I took the middle ground on this back in November when the controversy first surfaced. I'll confess I was wondering if I was missing something earlier this week when everybody started proclaiming solidarity with the Danes.

Comment Posted By Brainster On 4.02.2006 @ 10:49

A DEAD WRONG HISTORICAL PERSPECTIVE OF 9/11

What I find curious the logic that Ellis uses. Boiled down, his argument appears to be that we have faced greater threats to the country before, that in those times our leaders saw fit to (temporarily) take significant rights away from us; that in retrospect those decisions were wrong, and that therefore we should not acquiesce to the relatively insignificant rights lost to the Patriot Act and the wiretapping cases.

He argues that the threat posed by 9-11 is not on the scale of Hitler or the Communists, and that may be true.
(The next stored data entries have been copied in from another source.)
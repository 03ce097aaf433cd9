//! Per-backend-type "is this value filled" checks.
//!
//! Every checker refuses values whose scope or locale does not apply to the
//! requested pair (see [`pim_core::scope::value_applies`]), on top of its
//! backend-type match.

mod choice;
mod media;
mod metric;
mod price;
mod scalar;
mod text;

use pim_core::{scope, BackendType, Channel, Locale, ProductValue};

pub use choice::{OptionChecker, OptionsChecker};
pub use media::MediaChecker;
pub use metric::MetricChecker;
pub use price::PriceChecker;
pub use scalar::{BooleanChecker, DateChecker, NumberChecker};
pub use text::TextChecker;

pub trait ValueCompleteChecker: Send + Sync {
    fn supports_value(&self, value: &ProductValue, channel: &Channel, locale: &Locale) -> bool;

    /// Only meaningful when [`supports_value`](Self::supports_value) is `true`.
    fn is_complete(&self, value: &ProductValue, channel: &Channel, locale: &Locale) -> bool;
}

/// The built-in checkers, one per group of backend types.
#[derive(Debug, Clone, Copy, PartialEq, Eq)]
pub enum BackendChecker {
    Text(TextChecker),
    Number(NumberChecker),
    Boolean(BooleanChecker),
    Date(DateChecker),
    Metric(MetricChecker),
    Price(PriceChecker),
    Option(OptionChecker),
    Options(OptionsChecker),
    Media(MediaChecker),
}

impl BackendChecker {
    /// One checker for every backend type, in a fixed order.
    #[must_use]
    pub fn all() -> Vec<BackendChecker> {
        vec![
            BackendChecker::Text(TextChecker),
            BackendChecker::Number(NumberChecker),
            BackendChecker::Boolean(BooleanChecker),
            BackendChecker::Date(DateChecker),
            BackendChecker::Metric(MetricChecker),
            BackendChecker::Price(PriceChecker),
            BackendChecker::Option(OptionChecker),
            BackendChecker::Options(OptionsChecker),
            BackendChecker::Media(MediaChecker),
        ]
    }

    fn inner(&self) -> &dyn ValueCompleteChecker {
        match self {
            BackendChecker::Text(c) => c,
            BackendChecker::Number(c) => c,
            BackendChecker::Boolean(c) => c,
            BackendChecker::Date(c) => c,
            BackendChecker::Metric(c) => c,
            BackendChecker::Price(c) => c,
            BackendChecker::Option(c) => c,
            BackendChecker::Options(c) => c,
            BackendChecker::Media(c) => c,
        }
    }
}

impl ValueCompleteChecker for BackendChecker {
    fn supports_value(&self, value: &ProductValue, channel: &Channel, locale: &Locale) -> bool {
        self.inner().supports_value(value, channel, locale)
    }

    fn is_complete(&self, value: &ProductValue, channel: &Channel, locale: &Locale) -> bool {
        self.inner().is_complete(value, channel, locale)
    }
}

/// Backend-type match plus the shared scope/locale rule.
pub(crate) fn supports_backend(
    backends: &[BackendType],
    value: &ProductValue,
    channel: &Channel,
    locale: &Locale,
) -> bool {
    backends.contains(&value.attribute().backend_type())
        && scope::value_applies(value, &channel.code, &locale.code)
}
use pim_core::{BackendType, Channel, Locale, ProductValue, ValueData};

use super::{supports_backend, ValueCompleteChecker};

/// Simple select and reference-data simple select: complete when a code is set.
#[derive(Debug, Clone, Copy, Default, PartialEq, Eq)]
pub struct OptionChecker;

impl ValueCompleteChecker for OptionChecker {
    fn supports_value(&self, value: &ProductValue, channel: &Channel, locale: &Locale) -> bool {
        supports_backend(
            &[BackendType::Option, BackendType::ReferenceDataOption],
            value,
            channel,
            locale,
        )
    }

    fn is_complete(&self, value: &ProductValue, _channel: &Channel, _locale: &Locale) -> bool {
        matches!(
            value.data(),
            ValueData::Option(Some(_)) | ValueData::ReferenceData(Some(_))
        )
    }
}

/// Multi select and reference-data multi select: complete when non-empty.
#[derive(Debug, Clone, Copy, Default, PartialEq, Eq)]
pub struct OptionsChecker;

impl ValueCompleteChecker for OptionsChecker {
    fn supports_value(&self, value: &ProductValue, channel: &Channel, locale: &Locale) -> bool {
        supports_backend(
            &[BackendType::Options, BackendType::ReferenceDataOptions],
            value,
            channel,
            locale,
        )
    }

    fn is_complete(&self, value: &ProductValue, _channel: &Channel, _locale: &Locale) -> bool {
        match value.data() {
            ValueData::Options(options) => !options.is_empty(),
            ValueData::ReferenceDataCollection(entries) => !entries.is_empty(),
            _ => false,
        }
    }
}
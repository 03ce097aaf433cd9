use std::fmt;
use std::str::FromStr;

use pim_core::PropertyError;

/// Filter operators, spelled as callers write them (`"NOT EMPTY"`, `"<="`).
#[derive(Debug, Clone, Copy, PartialEq, Eq, Hash)]
pub enum Operator {
    Equals,
    NotEqual,
    LowerThan,
    LowerOrEqualThan,
    GreaterThan,
    GreaterOrEqualThan,
    StartsWith,
    EndsWith,
    Contains,
    DoesNotContain,
    In,
    NotIn,
    Between,
    NotBetween,
    IsEmpty,
    IsNotEmpty,
    InChildren,
    NotInChildren,
}

impl Operator {
    pub const ALL: [Operator; 18] = [
        Operator::Equals,
        Operator::NotEqual,
        Operator::LowerThan,
        Operator::LowerOrEqualThan,
        Operator::GreaterThan,
        Operator::GreaterOrEqualThan,
        Operator::StartsWith,
        Operator::EndsWith,
        Operator::Contains,
        Operator::DoesNotContain,
        Operator::In,
        Operator::NotIn,
        Operator::Between,
        Operator::NotBetween,
        Operator::IsEmpty,
        Operator::IsNotEmpty,
        Operator::InChildren,
        Operator::NotInChildren,
    ];

    #[must_use]
    pub fn as_str(self) -> &'static str {
        match self {
            Operator::Equals => "=",
            Operator::NotEqual => "!=",
            Operator::LowerThan => "<",
            Operator::LowerOrEqualThan => "<=",
            Operator::GreaterThan => ">",
            Operator::GreaterOrEqualThan => ">=",
            Operator::StartsWith => "STARTS WITH",
            Operator::EndsWith => "ENDS WITH",
            Operator::Contains => "CONTAINS",
            Operator::DoesNotContain => "DOES NOT CONTAIN",
            Operator::In => "IN",
            Operator::NotIn => "NOT IN",
            Operator::Between => "BETWEEN",
            Operator::NotBetween => "NOT BETWEEN",
            Operator::IsEmpty => "EMPTY",
            Operator::IsNotEmpty => "NOT EMPTY",
            Operator::InChildren => "IN CHILDREN",
            Operator::NotInChildren => "NOT IN CHILDREN",
        }
    }

    /// Operators that take no value.
    #[must_use]
    pub fn is_emptiness(self) -> bool {
        matches!(self, Operator::IsEmpty | Operator::IsNotEmpty)
    }
}

impl fmt::Display for Operator {
    fn fmt(&self, f: &mut fmt::Formatter<'_>) -> fmt::Result {
        f.write_str(self.as_str())
    }
}

impl FromStr for Operator {
    type Err = PropertyError;

    /// Case-insensitive; surrounding whitespace is ignored.
    fn from_str(s: &str) -> Result<Self, Self::Err> {
        let wanted = s.trim();
        Operator::ALL
            .into_iter()
            .find(|op| op.as_str().eq_ignore_ascii_case(wanted))
            .ok_or_else(|| PropertyError::InvalidArgument(format!("Unknown operator \"{wanted}\".")))
    }
}

#[cfg(test)]
mod tests {
    use super::*;

    #[test]
    fn parses_every_spelling() {
        for op in Operator::ALL {
            assert_eq!(op.as_str().parse::<Operator>().unwrap(), op);
        }
        assert_eq!(" not empty ".parse::<Operator>().unwrap(), Operator::IsNotEmpty);
    }

    #[test]
    fn unknown_operator_is_invalid_argument() {
        assert_eq!(
            "LIKE".parse::<Operator>().unwrap_err(),
            PropertyError::InvalidArgument("Unknown operator \"LIKE\".".to_string())
        );
    }
}
//! Completeness of products against their family requirements.
//!
//! [`CompletenessCalculator`] expands the family's required attributes over
//! each channel locale and asks a [`ChainedChecker`] whether the applicable
//! value is filled. [`calculate_batch`] runs it across many products on the
//! blocking pool.

pub mod batch;
pub mod calculator;
pub mod chained;
pub mod checker;
pub mod error;

pub use batch::calculate_batch;
pub use calculator::CompletenessCalculator;
pub use chained::ChainedChecker;
pub use checker::{BackendChecker, ValueCompleteChecker};
pub use error::CompletenessError;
But what about comparing the scale of the Patriot Act to the Sedition Act, or the suspension of habeas corpus, or the Internment Camps? It's not hard to see that Adams, Lincoln and Roosevelt posed far greater threats to civil liberty than Bush.

And he's being unfair by comparing the "threat posed by 9-11" to World War II or the Cold War. The threat is not posed by 9-11, it's posed by radical Islamists, just as the threat wasn't World War II, it was Hitler and the Japanese.

Comment Posted By Brainster On 28.01.2006 @ 16:45

THE LONG AND SHORT OF IT: THE RIGHT AND WRONG OF IT

As I wrote in my post (trackback message said slowdown cowboy), the problem is that the administration has been too good at stopping terrorism, and hence the focus has turned away from that to civil rights. When you win on an issue (and indisputably the Bush Administration has won so far in preventing terrorist attacks), you inevitably chip away at the relevance of that issue to the overall national debate and other competing values arise.

But I don't buy the notion that we're through this thing by any means. I suspect we've been lucky and good and that only takes you so far.